Instructions to follow:
Lines of the data that contain the word "first" are the ones to copy.
START Source records
//! Chebyshev Polynomials
//!
//! Closed-form evaluation of T_k and the first-kind Chebyshev nodes used as
//! quadrature points by the coefficient engine.

use std::f64::consts::PI;

/// Evaluate T_k(t) in closed form
///
/// Uses `cos(k·arccos t)` on `[-1, 1]` and the hyperbolic continuation
/// `cosh(k·arccosh |t|)` outside it, with `T_k(-t) = (-1)^k T_k(t)`.
/// NaN propagates.
#[inline]
pub fn chebyshev_t(k: usize, t: f64) -> f64 {
    let kf = k as f64;
    if t.abs() <= 1.0 {
        (kf * t.acos()).cos()
    } else if t > 1.0 {
        (kf * t.acosh()).cosh()
    } else {
        let v = (kf * (-t).acosh()).cosh();
        if k % 2 == 0 {
            v
        } else {
            -v
        }
    }
}

/// Angles θ_j = π(j + ½)/n of the first-kind Chebyshev nodes
pub fn node_angles(n: usize) -> Vec<f64> {
    (0..n)
        .map(|j| PI * (j as f64 + 0.5) / n as f64)
        .collect()
}

/// Chebyshev nodes for interpolation: x_j = cos((2j+1)π/(2n))
pub fn chebyshev_nodes(n: usize) -> Vec<f64> {
    node_angles(n).into_iter().map(f64::cos).collect()
}

#[cfg(test)]
mod tests {
    use super::*;

    /// Reference T_k by recurrence
    fn t_recurrence(k: usize, x: f64) -> f64 {
        let (mut t_prev, mut t_curr) = (1.0, x);
        if k == 0 {
            return t_prev;
        }
        for _ in 1..k {
            let t_next = 2.0 * x * t_curr - t_prev;
            t_prev = t_curr;
            t_curr = t_next;
        }
        t_curr
    }

    #[test]
    fn test_low_degrees() {
        let x = 0.5;
        assert!((chebyshev_t(0, x) - 1.0).abs() < 1e-12);
        assert!((chebyshev_t(1, x) - x).abs() < 1e-12);
        assert!((chebyshev_t(2, x) - (2.0 * x * x - 1.0)).abs() < 1e-12);
        assert!((chebyshev_t(3, x) - (4.0 * x.powi(3) - 3.0 * x)).abs() < 1e-12);
    }

    #[test]
    fn test_matches_recurrence_inside_and_outside() {
        let xs = [-1.7, -1.0, -0.75, -0.1, 0.0, 0.1, 0.75, 1.0, 1.3, 2.0];
        for k in 0..12 {
            for &x in &xs {
                let closed = chebyshev_t(k, x);
                let rec = t_recurrence(k, x);
                let tol = 1e-9 * rec.abs().max(1.0);
                assert!(
                    (closed - rec).abs() <= tol,
                    "k={k}, x={x}, closed={closed}, recurrence={rec}"
                );
            }
        }
    }

    #[test]
    fn test_chebyshev_nodes() {
        let nodes = chebyshev_nodes(4);
        assert_eq!(nodes.len(), 4);

        for &x in &nodes {
            assert!(x > -1.0 && x < 1.0);
        }
        // Nodes are the roots of T_n
        for &x in &nodes {
            assert!(chebyshev_t(4, x).abs() < 1e-12);
        }
    }

    #[test]
    fn test_no_nodes() {
        assert!(chebyshev_nodes(0).is_empty());
    }
}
END Source records
Result of this exercise:
//! Closed-form evaluation of T_k and the first-kind Chebyshev nodes used as
/// Angles θ_j = π(j + ½)/n of the first-kind Chebyshev nodes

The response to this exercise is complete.